Nipun Batra, Rishi Baijal, Amarjeet Singh et al.

Since the early 1980s, the research community has developed ever more sophisticated algorithms for the problem of energy disaggregation, but despite decades of research, there is still a dearth of applications with demonstrated value. In this work, we explore a question that is highly pertinent to this research community: how good does energy disaggregation need to be in order to infer characteristics of a household? We present novel techniques that use unsupervised energy disaggregation to predict both household occupancy and static properties of the household such as size of the home and number of occupants.

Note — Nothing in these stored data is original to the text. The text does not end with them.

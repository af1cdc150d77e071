mod events;
mod position;

pub use events::EventEmitter;
pub use position::{LineIndex, Position, Span};
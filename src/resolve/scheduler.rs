//! Worklist-driven resolution scheduler.
//!
//! Single-threaded and synchronous: `drain` runs to fixpoint inside the
//! committing transaction, so callers always observe a converged binding
//! graph. Forward references converge because every pass that resolves at
//! least one binding retries the rest; a pass with no state change stops the
//! loop, which bounds malformed reference cycles.

use rustc_hash::FxHashSet;
use tracing::{debug, trace};

use crate::model::ModelTree;
use crate::symbols::{SymbolChange, SymbolTable};

use super::binding::{BindingId, BindingSet, BindingStatus};
use super::normalize::normalize;

/// Counters reported from one drain, for logging and tests.
#[derive(Clone, Copy, Debug, Default, PartialEq, Eq)]
pub struct DrainStats {
    /// Bindings that transitioned to `Known` during the drain.
    pub resolved: usize,
    /// Bindings still `Unknown` when the drain settled.
    pub unresolved: usize,
}

/// Requeues and re-runs pending bindings as the symbol table changes.
#[derive(Default)]
pub struct ResolveEngine {
    queue: Vec<BindingId>,
    queued: FxHashSet<BindingId>,
}

enum Attempt {
    Resolved,
    StillUnknown { changed: bool },
    Settled,
}

impl ResolveEngine {
    pub fn new() -> Self {
        Self::default()
    }

    pub fn enqueue(&mut self, id: BindingId) {
        if self.queued.insert(id) {
            self.queue.push(id);
        }
    }

    /// React to one symbol-table mutation: requeue the bindings keyed on the
    /// affected symbol via the inverse index, plus any binding whose symbol
    /// is currently uncomputable (its scope may have just appeared).
    pub fn note_change(&mut self, bindings: &BindingSet, change: &SymbolChange) {
        let symbol = match change {
            SymbolChange::Declared(symbol) | SymbolChange::Removed(symbol) => symbol,
        };
        for id in bindings.keyed_on(symbol) {
            trace!("requeue {:?} for {}", id, symbol);
            self.enqueue(id);
        }
        for id in bindings.floating() {
            self.enqueue(id);
        }
    }

    /// Drain the worklist to fixpoint.
    pub fn drain(
        &mut self,
        tree: &ModelTree,
        table: &SymbolTable,
        bindings: &mut BindingSet,
    ) -> DrainStats {
        let mut pending = std::mem::take(&mut self.queue);
        self.queued.clear();
        let mut stats = DrainStats::default();

        loop {
            // Floating bindings may become computable as other bindings
            // resolve within this same drain; retry them every pass.
            let mut seen: FxHashSet<BindingId> = pending.iter().copied().collect();
            for id in bindings.floating() {
                if seen.insert(id) {
                    pending.push(id);
                }
            }

            let mut progress = false;
            let mut next = Vec::new();
            for id in pending {
                match Self::attempt(tree, table, bindings, id) {
                    Attempt::Resolved => {
                        stats.resolved += 1;
                        progress = true;
                    }
                    Attempt::StillUnknown { changed } => {
                        progress |= changed;
                        next.push(id);
                    }
                    Attempt::Settled => {}
                }
            }
            if next.is_empty() || !progress {
                stats.unresolved = next.len();
                break;
            }
            pending = next;
        }

        debug!(
            "drain settled: {} resolved, {} unresolved",
            stats.resolved, stats.unresolved
        );
        stats
    }

    /// One resolution attempt: fresh normalization, inverse-index rekey,
    /// table lookup, shape check. A hit of the wrong shape is a miss.
    fn attempt(
        tree: &ModelTree,
        table: &SymbolTable,
        bindings: &mut BindingSet,
        id: BindingId,
    ) -> Attempt {
        let Some(binding) = bindings.get(id) else {
            return Attempt::Settled;
        };
        if binding.status() == BindingStatus::Undefined {
            return Attempt::Settled;
        }
        let owner = binding.owner();
        let context = binding.context();
        let raw = binding.raw_text().map(smol_str::SmolStr::new);
        let was_known = binding.status() == BindingStatus::Known;
        let old_symbol = binding.symbol().cloned();

        let Some(owner_space) = tree.get(owner).map(|el| el.space) else {
            return Attempt::Settled;
        };

        match normalize(context, tree, bindings, owner, raw.as_deref()) {
            None => {
                let changed = was_known || old_symbol.is_some();
                bindings.rekey(id, None);
                if let Some(binding) = bindings.get_mut(id) {
                    binding.set_unknown();
                }
                Attempt::StillUnknown { changed }
            }
            Some(name) => {
                let symbol_changed = old_symbol.as_ref() != Some(&name.symbol);
                let matches: Vec<_> = table
                    .candidates(&name.symbol)
                    .iter()
                    .copied()
                    .filter(|candidate| {
                        tree.get(*candidate).is_some_and(|el| {
                            context.target_matches(el.kind, el.space, owner_space)
                        })
                    })
                    .collect();

                bindings.rekey(id, Some(name.symbol.clone()));
                match matches.as_slice() {
                    [target] => {
                        let target = *target;
                        let already = bindings.get(id).and_then(|b| b.target()) == Some(target);
                        if let Some(binding) = bindings.get_mut(id) {
                            binding.set_known(target);
                        }
                        trace!("{:?} bound {} -> {:?}", id, name.symbol, target);
                        if already && !symbol_changed {
                            Attempt::Settled
                        } else {
                            Attempt::Resolved
                        }
                    }
                    _ => {
                        if let Some(binding) = bindings.get_mut(id) {
                            binding.set_unknown();
                        }
                        Attempt::StillUnknown {
                            changed: was_known || symbol_changed,
                        }
                    }
                }
            }
        }
    }
}
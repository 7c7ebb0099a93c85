//! Periodic position log.
//!
//! Appends one line per recorded frame: the frame counter followed by the
//! committed positions of the first few particles, all space separated.
//! Recording only reads the simulation.

use std::fs::{File, OpenOptions};
use std::io::{BufWriter, Write};
use std::path::{Path, PathBuf};

use bevy::prelude::*;

use super::error::{SphError, SphResult};
use super::simulation::SphSimulation;

/// Number of particles logged per frame unless configured otherwise.
pub const DEFAULT_SAMPLE_COUNT: usize = 4;

/// Writes particle positions to a text file, one frame per line.
#[derive(Resource, Debug)]
pub struct PositionRecorder {
    path: PathBuf,
    writer: BufWriter<File>,
    frame: u64,
    sample_count: usize,
}

impl PositionRecorder {
    /// Starts a new log at `path`, truncating any existing file.
    pub fn create(path: impl AsRef<Path>, sample_count: usize) -> SphResult<Self> {
        let path = path.as_ref().to_path_buf();
        let file = File::create(&path).map_err(|e| SphError::io(&path, e))?;
        Ok(Self::from_file(path, file, sample_count, 0))
    }

    /// Continues an existing log, numbering new lines from `start_frame`.
    pub fn append(path: impl AsRef<Path>, sample_count: usize, start_frame: u64) -> SphResult<Self> {
        let path = path.as_ref().to_path_buf();
        let file = OpenOptions::new()
            .create(true)
            .append(true)
            .open(&path)
            .map_err(|e| SphError::io(&path, e))?;
        Ok(Self::from_file(path, file, sample_count, start_frame))
    }

    fn from_file(path: PathBuf, file: File, sample_count: usize, frame: u64) -> Self {
        Self {
            path,
            writer: BufWriter::new(file),
            frame,
            sample_count,
        }
    }

    /// Writes the current positions of the first `sample_count` particles and
    /// advances the frame counter. Returns the frame number written.
    pub fn record(&mut self, simulation: &SphSimulation) -> SphResult<u64> {
        let positions = simulation
            .particles()
            .iter()
            .take(self.sample_count)
            .map(|p| p.position);
        self.write_line(positions)
    }

    fn write_line(&mut self, positions: impl Iterator<Item = Vec3>) -> SphResult<u64> {
        let frame = self.frame;
        write_frame(&mut self.writer, frame, positions).map_err(|e| SphError::io(&self.path, e))?;
        self.frame += 1;
        Ok(frame)
    }

    /// Frame number the next record will carry.
    pub fn frame(&self) -> u64 {
        self.frame
    }

    pub fn path(&self) -> &Path {
        &self.path
    }

    pub fn sample_count(&self) -> usize {
        self.sample_count
    }
}

fn write_frame(
    writer: &mut impl Write,
    frame: u64,
    positions: impl Iterator<Item = Vec3>,
) -> std::io::Result<()> {
    write!(writer, "{frame}")?;
    for p in positions {
        write!(writer, " {} {} {}", p.x, p.y, p.z)?;
    }
    writeln!(writer)?;
    writer.flush()
}

#[cfg(test)]
mod tests {
    use super::*;
    use crate::fluid::params::SphParams;

    fn temp_log(name: &str) -> PathBuf {
        std::env::temp_dir().join(format!("sph_fluid_{}_{}.txt", name, std::process::id()))
    }

    #[test]
    fn test_record_writes_frame_and_positions() {
        let path = temp_log("record");
        let mut sim = SphSimulation::new(2, SphParams::default()).unwrap();
        let mut recorder = PositionRecorder::create(&path, DEFAULT_SAMPLE_COUNT).unwrap();

        assert_eq!(recorder.record(&sim).unwrap(), 0);
        sim.step(0.01);
        assert_eq!(recorder.record(&sim).unwrap(), 1);
        assert_eq!(recorder.frame(), 2);

        let contents = std::fs::read_to_string(&path).unwrap();
        let lines: Vec<&str> = contents.lines().collect();
        assert_eq!(lines.len(), 2);

        let fields: Vec<&str> = lines[1].split_whitespace().collect();
        assert_eq!(fields[0], "1");
        assert_eq!(fields.len(), 1 + 3 * DEFAULT_SAMPLE_COUNT);

        let x: f32 = fields[1].parse().unwrap();
        assert_eq!(x, sim.particle_positions()[0].x);

        std::fs::remove_file(&path).ok();
    }

    #[test]
    fn test_sample_count_caps_at_particle_count() {
        let path = temp_log("cap");
        let sim = SphSimulation::new(1, SphParams::default()).unwrap();
        let mut recorder = PositionRecorder::create(&path, 4).unwrap();
        recorder.record(&sim).unwrap();

        let contents = std::fs::read_to_string(&path).unwrap();
        assert_eq!(contents.split_whitespace().count(), 1 + 3);

        std::fs::remove_file(&path).ok();
    }

    #[test]
    fn test_create_truncates_and_append_continues() {
        let path = temp_log("truncate");
        let sim = SphSimulation::new(1, SphParams::default()).unwrap();

        let mut recorder = PositionRecorder::create(&path, 1).unwrap();
        recorder.record(&sim).unwrap();
        recorder.record(&sim).unwrap();
        drop(recorder);

        let mut recorder = PositionRecorder::append(&path, 1, 2).unwrap();
        recorder.record(&sim).unwrap();
        drop(recorder);
        let contents = std::fs::read_to_string(&path).unwrap();
        let frames: Vec<&str> = contents
            .lines()
            .filter_map(|l| l.split_whitespace().next())
            .collect();
        assert_eq!(frames, vec!["0", "1", "2"]);

        let mut recorder = PositionRecorder::create(&path, 1).unwrap();
        recorder.record(&sim).unwrap();
        drop(recorder);
        let contents = std::fs::read_to_string(&path).unwrap();
        assert_eq!(contents.lines().count(), 1);

        std::fs::remove_file(&path).ok();
    }

    #[test]
    fn test_io_error_is_reported() {
        let path = std::env::temp_dir()
            .join("sph_fluid_missing_dir")
            .join(format!("{}", std::process::id()))
            .join("log.txt");
        let result = PositionRecorder::create(&path, 4);
        assert!(matches!(result, Err(SphError::Io { .. })));
    }
}
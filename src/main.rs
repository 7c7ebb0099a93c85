//! Headless SPH demo.
//!
//! Drops a block of fluid into the default domain box, runs a fixed number of
//! frames and logs the first few particle positions per frame.
//!
//! Usage: `sph_fluid [frames] [particles_per_axis] [log_path]`

use bevy::log::LogPlugin;
use bevy::prelude::*;
use sph_fluid::prelude::*;

const DEFAULT_FRAMES: u64 = 500;
const DEFAULT_PARTICLES_PER_AXIS: usize = 10;
const DEFAULT_LOG_PATH: &str = "particle_positions.txt";

fn main() {
    let mut app = App::new();
    // Logging comes first so argument warnings reach the subscriber.
    app.add_plugins(LogPlugin::default());

    let mut args = std::env::args().skip(1);
    let frames = parse_arg(args.next(), "frames", DEFAULT_FRAMES);
    let per_axis = parse_arg(args.next(), "particles_per_axis", DEFAULT_PARTICLES_PER_AXIS);
    let log_path = args.next().unwrap_or_else(|| DEFAULT_LOG_PATH.to_string());

    app.add_plugins(
        SphPlugin::with_params(SphParams::water())
            .particles_per_axis(per_axis)
            .with_position_log(&log_path),
    );

    if !app.world().contains_resource::<SphSimulation>() {
        // The plugin already logged why.
        std::process::exit(1);
    }

    for _ in 0..frames {
        app.update();
    }

    let state = app.world().resource::<FluidState>();
    info!(
        "Finished {} frames ({:.2}s simulated) with {} particles, density error {:.2}%; positions in {}",
        state.frame,
        state.time,
        state.particle_count,
        state.avg_density_error * 100.0,
        log_path
    );
}

fn parse_arg<T: std::str::FromStr + Copy + std::fmt::Display>(
    arg: Option<String>,
    name: &str,
    default: T,
) -> T {
    match arg {
        None => default,
        Some(raw) => raw.parse().unwrap_or_else(|_| {
            warn!("Invalid {name} '{raw}', using {default}");
            default
        }),
    }
}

Results show that basic disaggregation approaches performs up to 30% better at occupancy estimation than using aggregate power data alone, and are up to 10% better at estimating static household characteristics. These results show that even rudimentary energy disaggregation techniques are sufficient for improved inference of household characteristics. To conclude, we re-evaluate the bar set by the community for energy disaggregation accuracy and try to answer the question "how good is good enough?"

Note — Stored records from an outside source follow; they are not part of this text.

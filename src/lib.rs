//! SPH fluid simulation for Bevy
//!
//! This library simulates a fluid volume as a set of particles using Smoothed
//! Particle Hydrodynamics, following Müller et al. (2003): poly6 density,
//! spiky pressure gradients, viscosity Laplacian diffusion and color field
//! surface tension, integrated with a leapfrog scheme.
//!
//! # Features
//!
//! - **Deterministic stepping**: four barrier phases per step over a
//!   double-buffered particle collection
//! - **Parallel passes**: density and force passes run on rayon
//! - **Neighbor search**: exact all-pairs sums or an equivalent uniform grid
//! - **Absorbing boundary**: particles leaving the domain box are frozen
//! - **Easy Integration**: Simple Bevy plugin interface, plus a position log
//!
//! # Quick Start
//!
//! ```rust,no_run
//! use bevy::prelude::*;
//! use sph_fluid::prelude::*;
//!
//! fn main() {
//!     let mut app = App::new();
//!     app.add_plugins(
//!         SphPlugin::with_params(SphParams::water())
//!             .particles_per_axis(10)
//!             .with_position_log("positions.txt"),
//!     )
//!     .add_systems(Update, report);
//!
//!     for _ in 0..500 {
//!         app.update();
//!     }
//! }
//!
//! fn report(state: Res<FluidState>) {
//!     info!("frame {} density error {}", state.frame, state.avg_density_error);
//! }
//! ```
//!
//! Rendering is left to the host application; [`SphSimulation::instances`]
//! and [`DomainBox::edges`] provide the data a renderer needs.
//!
//! [`SphSimulation::instances`]: fluid::simulation::SphSimulation::instances
//! [`DomainBox::edges`]: fluid::boundary::DomainBox::edges

pub mod fluid;

/// Prelude for convenient imports.
pub mod prelude {
    pub use crate::fluid::prelude::*;
}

Nipun Batra, Amarjeet Singh, Kamin Whitehouse

In this paper, we investigate whether "big-data" is more valuable than "precise" data for the problem of energy disaggregation: the process of breaking down aggregate energy usage on a per-appliance basis. Existing techniques for disaggregation rely on energy metering at a resolution of 1 minute or higher, but most power meters today only provide a reading once per month, and at most once every 15 minutes. In this paper, we propose a new technique called Neighbourhood NILM that leverages data from 'neighbouring' homes to disaggregate energy given only a single energy reading per month. The key intuition behind our approach is that 'similar' homes have 'similar' energy consumption on a per-appliance basis. Neighbourhood NILM matches every home with a set of 'neighbours' that have direct submetering infrastructure, i.e. power meters on individual circuits or loads. Many such homes already exist. Then, it estimates the appliance-level energy consumption of the target home to be the average of its K neighbours. We evaluate this approach using 25 homes and results show that our approach gives comparable or better disaggregation in comparison to state-of-the-art accuracy reported in the literature that depend on manual model training, high frequency power metering, or both. Results show that Neighbourhood NILM can achieve 83% and 79% accuracy disaggregating fridge and heating/cooling loads, compared to 74% and 73% for a technique called FHMM. Furthermore, it achieves up to 64% accuracy on washing machine, dryer, dishwasher, and lighting loads, which is higher than previously reported results. Many existing techniques are not able to disaggregate these loads at all. These results indicate a potentially substantial advantage to installing submetering infrastructure in a select few homes rather than installing new high-frequency smart metering infrastructure in all homes.